MATERIALS PROVIDED:
+++

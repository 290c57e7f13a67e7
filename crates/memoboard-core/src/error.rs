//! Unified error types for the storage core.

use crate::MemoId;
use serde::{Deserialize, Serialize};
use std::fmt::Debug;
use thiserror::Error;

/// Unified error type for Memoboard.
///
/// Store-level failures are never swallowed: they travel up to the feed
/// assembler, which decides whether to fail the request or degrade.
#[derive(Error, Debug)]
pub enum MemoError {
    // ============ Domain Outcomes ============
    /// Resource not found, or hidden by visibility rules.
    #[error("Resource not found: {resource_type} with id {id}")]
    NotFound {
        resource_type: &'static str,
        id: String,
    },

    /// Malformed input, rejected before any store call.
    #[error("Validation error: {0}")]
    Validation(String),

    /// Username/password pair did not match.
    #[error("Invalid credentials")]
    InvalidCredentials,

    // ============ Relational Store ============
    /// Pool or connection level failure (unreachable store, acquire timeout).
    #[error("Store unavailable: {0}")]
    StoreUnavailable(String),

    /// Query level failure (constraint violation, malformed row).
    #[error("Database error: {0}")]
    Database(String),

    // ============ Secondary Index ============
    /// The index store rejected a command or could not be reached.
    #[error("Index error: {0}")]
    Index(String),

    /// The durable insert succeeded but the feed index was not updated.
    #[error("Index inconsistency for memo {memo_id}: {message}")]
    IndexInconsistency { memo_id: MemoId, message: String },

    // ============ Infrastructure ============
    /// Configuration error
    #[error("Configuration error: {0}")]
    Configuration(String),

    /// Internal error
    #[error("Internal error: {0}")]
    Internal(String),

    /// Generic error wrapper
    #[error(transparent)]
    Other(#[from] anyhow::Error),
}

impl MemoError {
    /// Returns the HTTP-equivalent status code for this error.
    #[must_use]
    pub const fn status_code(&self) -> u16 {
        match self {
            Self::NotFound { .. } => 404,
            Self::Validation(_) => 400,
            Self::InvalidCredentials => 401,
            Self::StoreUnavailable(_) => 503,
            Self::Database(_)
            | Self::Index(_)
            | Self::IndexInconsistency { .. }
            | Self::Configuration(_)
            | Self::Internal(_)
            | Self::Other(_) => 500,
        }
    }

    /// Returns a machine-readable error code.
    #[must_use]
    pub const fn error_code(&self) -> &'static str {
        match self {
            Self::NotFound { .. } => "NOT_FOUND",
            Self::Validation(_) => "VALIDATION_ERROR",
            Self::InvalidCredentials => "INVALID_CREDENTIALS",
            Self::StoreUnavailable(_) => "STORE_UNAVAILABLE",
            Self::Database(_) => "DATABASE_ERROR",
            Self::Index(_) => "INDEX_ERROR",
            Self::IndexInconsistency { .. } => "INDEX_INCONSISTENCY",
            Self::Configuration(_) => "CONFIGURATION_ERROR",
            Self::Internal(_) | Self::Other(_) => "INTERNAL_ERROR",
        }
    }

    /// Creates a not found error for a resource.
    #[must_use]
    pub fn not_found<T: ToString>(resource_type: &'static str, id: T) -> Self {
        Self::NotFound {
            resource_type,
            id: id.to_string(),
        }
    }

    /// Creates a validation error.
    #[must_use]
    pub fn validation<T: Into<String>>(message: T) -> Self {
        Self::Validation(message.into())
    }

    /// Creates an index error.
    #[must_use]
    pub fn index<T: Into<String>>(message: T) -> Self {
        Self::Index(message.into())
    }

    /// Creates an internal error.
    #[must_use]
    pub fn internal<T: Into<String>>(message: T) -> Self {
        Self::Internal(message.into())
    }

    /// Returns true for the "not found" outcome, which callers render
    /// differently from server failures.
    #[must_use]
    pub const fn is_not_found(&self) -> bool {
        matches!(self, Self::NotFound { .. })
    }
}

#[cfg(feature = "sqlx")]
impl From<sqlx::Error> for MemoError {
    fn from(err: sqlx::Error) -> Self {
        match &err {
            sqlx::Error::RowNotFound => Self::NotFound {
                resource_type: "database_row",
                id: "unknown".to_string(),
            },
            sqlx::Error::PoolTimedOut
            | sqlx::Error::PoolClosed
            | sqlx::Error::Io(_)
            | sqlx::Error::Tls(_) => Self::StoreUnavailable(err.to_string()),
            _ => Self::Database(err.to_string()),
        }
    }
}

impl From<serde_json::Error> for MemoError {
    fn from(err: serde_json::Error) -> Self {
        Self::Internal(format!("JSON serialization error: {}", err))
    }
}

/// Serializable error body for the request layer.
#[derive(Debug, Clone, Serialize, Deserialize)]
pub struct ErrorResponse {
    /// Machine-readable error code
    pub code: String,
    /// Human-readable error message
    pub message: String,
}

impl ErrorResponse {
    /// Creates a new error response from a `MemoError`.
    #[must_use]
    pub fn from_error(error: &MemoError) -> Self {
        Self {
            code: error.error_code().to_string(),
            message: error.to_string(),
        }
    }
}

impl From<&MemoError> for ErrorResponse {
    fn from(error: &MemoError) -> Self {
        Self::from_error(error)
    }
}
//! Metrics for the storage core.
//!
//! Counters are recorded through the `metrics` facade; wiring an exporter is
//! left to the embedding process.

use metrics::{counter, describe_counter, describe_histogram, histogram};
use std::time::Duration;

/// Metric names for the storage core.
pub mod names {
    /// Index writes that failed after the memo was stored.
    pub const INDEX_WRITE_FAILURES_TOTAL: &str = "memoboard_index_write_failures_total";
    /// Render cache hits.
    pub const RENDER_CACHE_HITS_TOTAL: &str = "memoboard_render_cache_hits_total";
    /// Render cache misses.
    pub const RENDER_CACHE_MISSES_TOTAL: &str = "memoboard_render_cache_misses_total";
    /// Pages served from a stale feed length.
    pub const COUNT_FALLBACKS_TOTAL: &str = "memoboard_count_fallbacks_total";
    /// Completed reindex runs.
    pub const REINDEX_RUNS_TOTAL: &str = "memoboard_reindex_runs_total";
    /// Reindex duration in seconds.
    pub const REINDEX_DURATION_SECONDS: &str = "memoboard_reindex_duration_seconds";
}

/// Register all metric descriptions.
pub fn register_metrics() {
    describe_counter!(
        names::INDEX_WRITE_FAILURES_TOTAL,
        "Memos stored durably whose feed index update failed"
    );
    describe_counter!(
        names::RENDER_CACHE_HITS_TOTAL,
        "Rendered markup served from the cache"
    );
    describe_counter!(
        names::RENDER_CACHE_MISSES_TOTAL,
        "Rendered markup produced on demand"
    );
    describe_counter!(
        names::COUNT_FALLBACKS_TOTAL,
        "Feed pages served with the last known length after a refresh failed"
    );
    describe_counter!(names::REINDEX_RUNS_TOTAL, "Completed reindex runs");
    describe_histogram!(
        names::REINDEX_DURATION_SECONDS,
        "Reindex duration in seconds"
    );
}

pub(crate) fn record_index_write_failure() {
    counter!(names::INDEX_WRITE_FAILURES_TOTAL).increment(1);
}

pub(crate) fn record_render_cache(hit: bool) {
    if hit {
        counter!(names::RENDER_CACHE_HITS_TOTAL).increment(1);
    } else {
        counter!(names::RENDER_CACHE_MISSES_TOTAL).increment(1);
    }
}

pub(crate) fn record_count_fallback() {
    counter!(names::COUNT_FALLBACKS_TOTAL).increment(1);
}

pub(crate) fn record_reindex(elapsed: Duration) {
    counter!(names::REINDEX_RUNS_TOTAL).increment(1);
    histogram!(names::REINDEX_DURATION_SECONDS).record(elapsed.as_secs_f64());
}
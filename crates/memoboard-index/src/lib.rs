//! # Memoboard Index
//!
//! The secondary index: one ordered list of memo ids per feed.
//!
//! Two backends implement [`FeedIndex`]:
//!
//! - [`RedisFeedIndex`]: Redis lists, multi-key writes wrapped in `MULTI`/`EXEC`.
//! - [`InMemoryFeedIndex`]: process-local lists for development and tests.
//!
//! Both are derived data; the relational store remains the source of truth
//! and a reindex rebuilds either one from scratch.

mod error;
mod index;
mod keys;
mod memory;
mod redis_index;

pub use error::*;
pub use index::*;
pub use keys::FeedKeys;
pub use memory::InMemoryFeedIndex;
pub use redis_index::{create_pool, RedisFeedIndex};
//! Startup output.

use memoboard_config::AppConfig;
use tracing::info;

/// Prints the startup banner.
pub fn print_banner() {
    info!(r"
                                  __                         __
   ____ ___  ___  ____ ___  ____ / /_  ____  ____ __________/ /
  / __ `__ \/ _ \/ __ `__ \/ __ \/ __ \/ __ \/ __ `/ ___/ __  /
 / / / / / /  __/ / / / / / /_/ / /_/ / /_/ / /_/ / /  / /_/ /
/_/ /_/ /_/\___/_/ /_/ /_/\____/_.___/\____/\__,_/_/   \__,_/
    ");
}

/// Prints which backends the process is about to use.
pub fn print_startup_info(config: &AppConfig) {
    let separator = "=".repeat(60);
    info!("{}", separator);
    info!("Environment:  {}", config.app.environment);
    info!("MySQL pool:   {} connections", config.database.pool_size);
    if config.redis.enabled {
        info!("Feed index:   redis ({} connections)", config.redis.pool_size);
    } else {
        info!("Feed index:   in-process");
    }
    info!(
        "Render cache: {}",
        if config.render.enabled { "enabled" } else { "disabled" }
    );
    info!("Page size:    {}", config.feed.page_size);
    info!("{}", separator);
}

+++

AIM OF THE TASK:
Write down again the exact lines running from the beginning of the data to the line containing "by visibility rules.", with both ends included.

ANSWER:
repository 290c57e7f13a67e7
filename crates/memoboard-core/src/error.rs
//! Unified error types for the storage core.

use crate::MemoId;
use serde::{Deserialize, Serialize};
use std::fmt::Debug;
use thiserror::Error;

/// Unified error type for Memoboard.
///
/// Store-level failures are never swallowed: they travel up to the feed
/// assembler, which decides whether to fail the request or degrade.
#[derive(Error, Debug)]
pub enum MemoError {
    // ============ Domain Outcomes ============
    /// Resource not found, or hidden by visibility rules.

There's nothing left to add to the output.